▶ **Your task**
Find every line in the records below that contains "true", and copy it.

[Dataset entries]
• • • • • • •
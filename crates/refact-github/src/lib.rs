//! # refact-github
//!
//! Remote sync for refact workspaces.
//!
//! Every file is committed with its own network call. There is no batching
//! and no atomicity across files: a multi-file edit set shows up upstream as
//! one commit per file, and a failure halfway leaves the earlier commits in
//! place.

mod client;
mod sync;

pub use client::GitHubClient;
pub use sync::{CommitRef, RecordedCall, RecordingRemoteSync, RemoteSync, RepoInfo};
//! refact CLI - runs the agent service

use anyhow::{Context, Result};
use clap::{Parser, Subcommand};
use refact_core::ServerConfig;
use refact_server::AppState;
use std::path::PathBuf;
use tracing::info;
use tracing_subscriber::{fmt, prelude::*, EnvFilter};

#[derive(Parser)]
#[command(name = "refact")]
#[command(about = "refact - LLM proxy and coding agent for GitHub-backed projects", long_about = None)]
struct Cli {
    #[command(subcommand)]
    command: Commands,

    /// TOML configuration file (environment variables override it)
    #[arg(short, long, global = true, env = "REFACT_CONFIG")]
    config: Option<PathBuf>,

    /// Enable verbose logging
    #[arg(short, long, global = true)]
    verbose: bool,
}

#[derive(Subcommand)]
enum Commands {
    /// Start the HTTP server
    Serve {
        /// Port to listen on (overrides PORT)
        #[arg(short, long)]
        port: Option<u16>,

        /// Default model: opus, sonnet or haiku (overrides REFACT_MODEL)
        #[arg(short, long)]
        model: Option<String>,
    },

    /// Print the effective configuration
    Config,
}

#[tokio::main]
async fn main() -> Result<()> {
    let cli = Cli::parse();

    let filter = if cli.verbose {
        EnvFilter::new("debug")
    } else {
        EnvFilter::try_from_default_env().unwrap_or_else(|_| EnvFilter::new("info"))
    };

    tracing_subscriber::registry()
        .with(fmt::layer())
        .with(filter)
        .init();

    let mut config =
        ServerConfig::load(cli.config.as_deref()).context("Failed to load configuration")?;

    match cli.command {
        Commands::Serve { port, model } => {
            if let Some(port) = port {
                config.port = port;
            }
            if let Some(model) = model {
                config.model = model;
            }

            info!(
                "Starting refact {} (provider {}, model {})",
                env!("CARGO_PKG_VERSION"),
                config.provider,
                config.model
            );
            let state = AppState::from_config(config)?;
            refact_server::serve(state).await?;
        }

        Commands::Config => {
            if config.api_key.is_some() {
                config.api_key = Some("<set>".to_string());
            }
            if let Some(database) = config.database.as_mut() {
                database.anon_key = "<set>".to_string();
            }
            print!("{}", toml::to_string_pretty(&config)?);
        }
    }

    Ok(())
}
• • • • • • •
▶ **The answer**
    #[arg(short, long, global = true, env = "REFACT_CONFIG")]
    #[arg(short, long, global = true)]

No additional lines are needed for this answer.